You're correct, medical opinion is divided. I certainly have no idea of the exact percentage, but nonetheless, it is. You're well within your right to listen to whatever opinion you choose. I still remember that humorous saying about opinions and yes, everyone does have one. Well, except for certain medical procedures of course.

One final thought. That whole candle question can be used for just the opposite conclusion as well.


----------



## Panina (May 20, 2020)

I am pro mask but this makes me think. Still pro mask but need to be careful.








						Could wearing a mask for long periods be detrimental to health?
					

Retired neurosurgeon Dr. Russell Blaylock has highlighted a number of studies linking prolonged mask use to headaches and lowered blood oxygen levels, which can weaken the immune system.




					www.jpost.com


----------



## TravelTime (May 20, 2020)

Panina said:


> I am pro mask but this makes me think. Still pro mask but need to be careful.
> 
> 
> 
> ...



Thanks for posting this. I am impressed that you posted this, knowing that you are pro-mask. It is nice that you are open to looking at both sides of the issue and not just evidence that supports being pro-mask. Like you, I try to look at both sides and my opinions evolve as the science and data evolves. In the meantime, I am wearing a mask when I go out.


----------



## Luanne (May 20, 2020)

Panina said:


> I am pro mask but this makes me think. Still pro mask but need to be careful.
> 
> 
> 
> ...


I'm thinking this applies to those who are wearing a mask all day long, like those who are required to do so by their business.  I know dh told me one of the clerks at Sprouts, where he does our grocery shopping, told him she has a headache every day.  I wonder if there is anything that can be done for these people, like a break where they can go and be without the mask?  Would breaks like that help?  And medical personnel?  Maybe in "normal" times they're not wearing a mask all day, but some of them are most likely wearing them for long periods.

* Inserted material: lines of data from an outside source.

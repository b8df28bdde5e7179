//! Interactive node console
//!
//! A blocking line-based console with switchable modes:
//! - default mode dispatches operator commands
//! - setup mode walks through first-time node configuration
//!
//! The console can be paused; while paused every input except `resume`
//! is ignored. Runs entirely on blocking stdin, no async.

mod modes;

pub use modes::*;

use std::io::{self, BufRead, Write};
use std::path::PathBuf;

use colored::Colorize;
use tracing::{debug, info};

use crate::config::{default_config_path, Config};
use crate::protocol::{ByteCursor, Frame, WireLimits};

/// What a mode wants the console to do after handling one input line
pub enum ModeOutcome {
    /// Remain in the current mode
    Stay,
    /// Switch to a different mode
    Switch(Box<dyn Mode>),
    /// Pause the console until `resume` is entered
    Pause,
    /// Persist a new configuration and return to the default mode
    Commit(Config),
    /// Leave the console loop
    Quit,
}

/// A console mode: owns its prompt and its command handling
pub trait Mode {
    /// Colored prompt shown before each input line
    fn prompt(&self) -> String;

    /// Handle one trimmed, non-empty input line
    fn handle(&mut self, input: &str) -> ModeOutcome;
}

/// The interactive console loop
pub struct Console {
    config: Config,
    config_path: Option<PathBuf>,
    paused: bool,
}

impl Console {
    pub fn new(config: Config, config_path: Option<PathBuf>) -> Self {
        Self {
            config,
            config_path,
            paused: false,
        }
    }

    /// Run until `exit`, EOF or a read error.
    pub fn run(&mut self) -> anyhow::Result<()> {
        print_welcome(&self.config);

        let mut mode: Box<dyn Mode> = Box::new(DefaultMode::new(self.config.clone()));
        let stdin = io::stdin();
        let mut line = String::new();

        loop {
            print!("{}", mode.prompt());
            io::stdout().flush()?;

            line.clear();
            if stdin.lock().read_line(&mut line)? == 0 {
                // EOF, e.g. piped input exhausted
                break;
            }
            let input = line.trim();

            if self.paused {
                if input.eq_ignore_ascii_case("resume") {
                    self.paused = false;
                    println!("Resumed console.");
                }
                continue;
            }

            if input.is_empty() {
                println!("{}", "The input field can not be empty.".red());
                continue;
            }

            match mode.handle(input) {
                ModeOutcome::Stay => {}
                ModeOutcome::Switch(next) => mode = next,
                ModeOutcome::Pause => {
                    self.paused = true;
                    println!("Console paused. Enter 'resume' to continue.");
                }
                ModeOutcome::Commit(config) => {
                    self.apply_config(config);
                    mode = Box::new(DefaultMode::new(self.config.clone()));
                }
                ModeOutcome::Quit => break,
            }
        }

        info!("console closed");
        Ok(())
    }

    /// Persist and install a new configuration. If the save fails the
    /// previous configuration stays live, so memory and disk never
    /// diverge silently.
    fn apply_config(&mut self, config: Config) {
        let path = self
            .config_path
            .clone()
            .or_else(default_config_path)
            .unwrap_or_else(|| PathBuf::from("./cirrusnet.toml"));

        match config.save(&path) {
            Ok(()) => {
                println!("Configuration saved to {}.", path.display());
                self.config = config;
            }
            Err(e) => println!(
                "{}",
                format!("Failed to save configuration: {e}; keeping previous configuration.")
                    .red()
            ),
        }
    }
}

fn print_welcome(config: &Config) {
    println!();
    println!("  {}", "CirrusNet Node Console".cyan().bold());
    println!("  node: {}", config.general.name);
    println!("  type 'help' for available commands");
    println!();
}

/// Decode a hex-encoded packet and render a human-readable dump.
/// Shared by the console `decode` command and the `decode` subcommand.
/// The configured decode limits apply to every length in the body.
pub fn decode_packet_dump(hex_input: &str, limits: &WireLimits) -> anyhow::Result<String> {
    let bytes = hex::decode(hex_input.trim())?;
    debug!(len = bytes.len(), "decoding packet");

    let mut cursor = ByteCursor::from_slice(&bytes);
    let frame = Frame::read_bounded(&mut cursor, limits)?;

    let mut out = format!(
        "protocol version: {}\npacket type: {:#04x}\n{:#?}",
        frame.protocol_version,
        frame.packet.packet_type(),
        frame.packet
    );
    if cursor.remaining() > 0 {
        out.push_str(&format!(
            "\nwarning: {} trailing byte(s) after packet body",
            cursor.remaining()
        ));
    }
    Ok(out)
}

#[cfg(test)]
mod tests {
    use super::*;
    use crate::protocol::{Packet, PROTOCOL_VERSION};

    fn hex_frame(packet: Packet) -> String {
        let mut cursor = ByteCursor::new();
        Frame::new(PROTOCOL_VERSION, packet).write(&mut cursor);
        hex::encode(cursor.as_slice())
    }

    #[test]
    fn test_decode_dump() {
        let hex_input = hex_frame(Packet::Disconnect {
            reason: "bye".into(),
        });
        let dump = decode_packet_dump(&hex_input, &WireLimits::default()).unwrap();
        assert!(dump.contains("packet type: 0xfe"));
        assert!(dump.contains("bye"));
    }

    #[test]
    fn test_decode_dump_trailing_bytes() {
        let mut hex_input = hex_frame(Packet::ConsoleText {
            line: "x".into(),
        });
        hex_input.push_str("ff");
        let dump = decode_packet_dump(&hex_input, &WireLimits::default()).unwrap();
        assert!(dump.contains("1 trailing byte(s)"));
    }

    #[test]
    fn test_decode_dump_bad_hex() {
        assert!(decode_packet_dump("zz", &WireLimits::default()).is_err());
    }

    #[test]
    fn test_decode_dump_malformed_packet() {
        // Unknown packet type 0x77
        assert!(decode_packet_dump("0177", &WireLimits::default()).is_err());
    }

    #[test]
    fn test_decode_dump_honors_configured_limits() {
        let mut config = Config::default();
        config.protocol.max_string_len = 4;

        let hex_input = hex_frame(Packet::ConsoleText {
            line: "longer than four bytes".into(),
        });
        let err = decode_packet_dump(&hex_input, &config.protocol.wire_limits()).unwrap_err();
        assert!(err.to_string().contains("exceeds limit 4"));

        // The same frame passes with default limits.
        assert!(decode_packet_dump(&hex_input, &WireLimits::default()).is_ok());
    }

    #[test]
    fn test_apply_config_keeps_previous_on_save_failure() {
        // Parent of the target path is a file, so create_dir_all fails.
        let blocker = tempfile::NamedTempFile::new().unwrap();
        let path = blocker.path().join("nested/config.toml");

        let mut console = Console::new(Config::default(), Some(path));
        let original_name = console.config.general.name.clone();

        let mut draft = Config::default();
        draft.general.name = "renamed-node".into();
        console.apply_config(draft);

        assert_eq!(console.config.general.name, original_name);
    }

    #[test]
    fn test_apply_config_installs_on_save_success() {
        let dir = tempfile::tempdir().unwrap();
        let path = dir.path().join("config.toml");

        let mut console = Console::new(Config::default(), Some(path.clone()));
        let mut draft = Config::default();
        draft.general.name = "renamed-node".into();
        console.apply_config(draft);

        assert_eq!(console.config.general.name, "renamed-node");
        assert!(path.exists());
    }
}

I don't think (and again these are my thoughts and opinions) those of use who use a mask periodically and not for long periods of time wouldn't be affected.  Or at least not affected to the degree long term mask users are.


----------



## Brett (May 20, 2020)

Masks Become a Flash Point in the *Virus Culture War*s
As people resume going out in public in the middle of a pandemic, to wear or not to wear a face mask has become a personal statement and sometimes a political one

https://www.nytimes.com/2020/05/03/us/coronavirus-masks-protests.html


----------



## Laurie (May 20, 2020)

slip said:


> If you are saying that I am the OP that is incorrect. I did post that though and have not changed my mind. That statement still stands for me.



Guess I used an inaccurate term - not OP as in first person on this whole thread, but the person who originally posted the comment referred to by jme, and was subsequently commented on by others. Sorry I got the terminology wrong.


----------



## slip (May 20, 2020)

Laurie said:


> Guess I used an inaccurate term - not OP as in first person on this whole thread, but the person who originally posted the comment referred to by jme, and was subsequently commented on by others. Sorry I got the terminology wrong.



No worries, I just didn’t want any confusion on who started the thread.


----------



## slip (May 20, 2020)

jme said:


> They have not changed the general thrust of their advice on wearing masks, or hand-washing, or safe distancing, or wiping down surfaces....
> these basic principles have been going from the start



Dr Fauci is on record early in the pandemic as saying there is no reason for everyone to be out wearing masks. 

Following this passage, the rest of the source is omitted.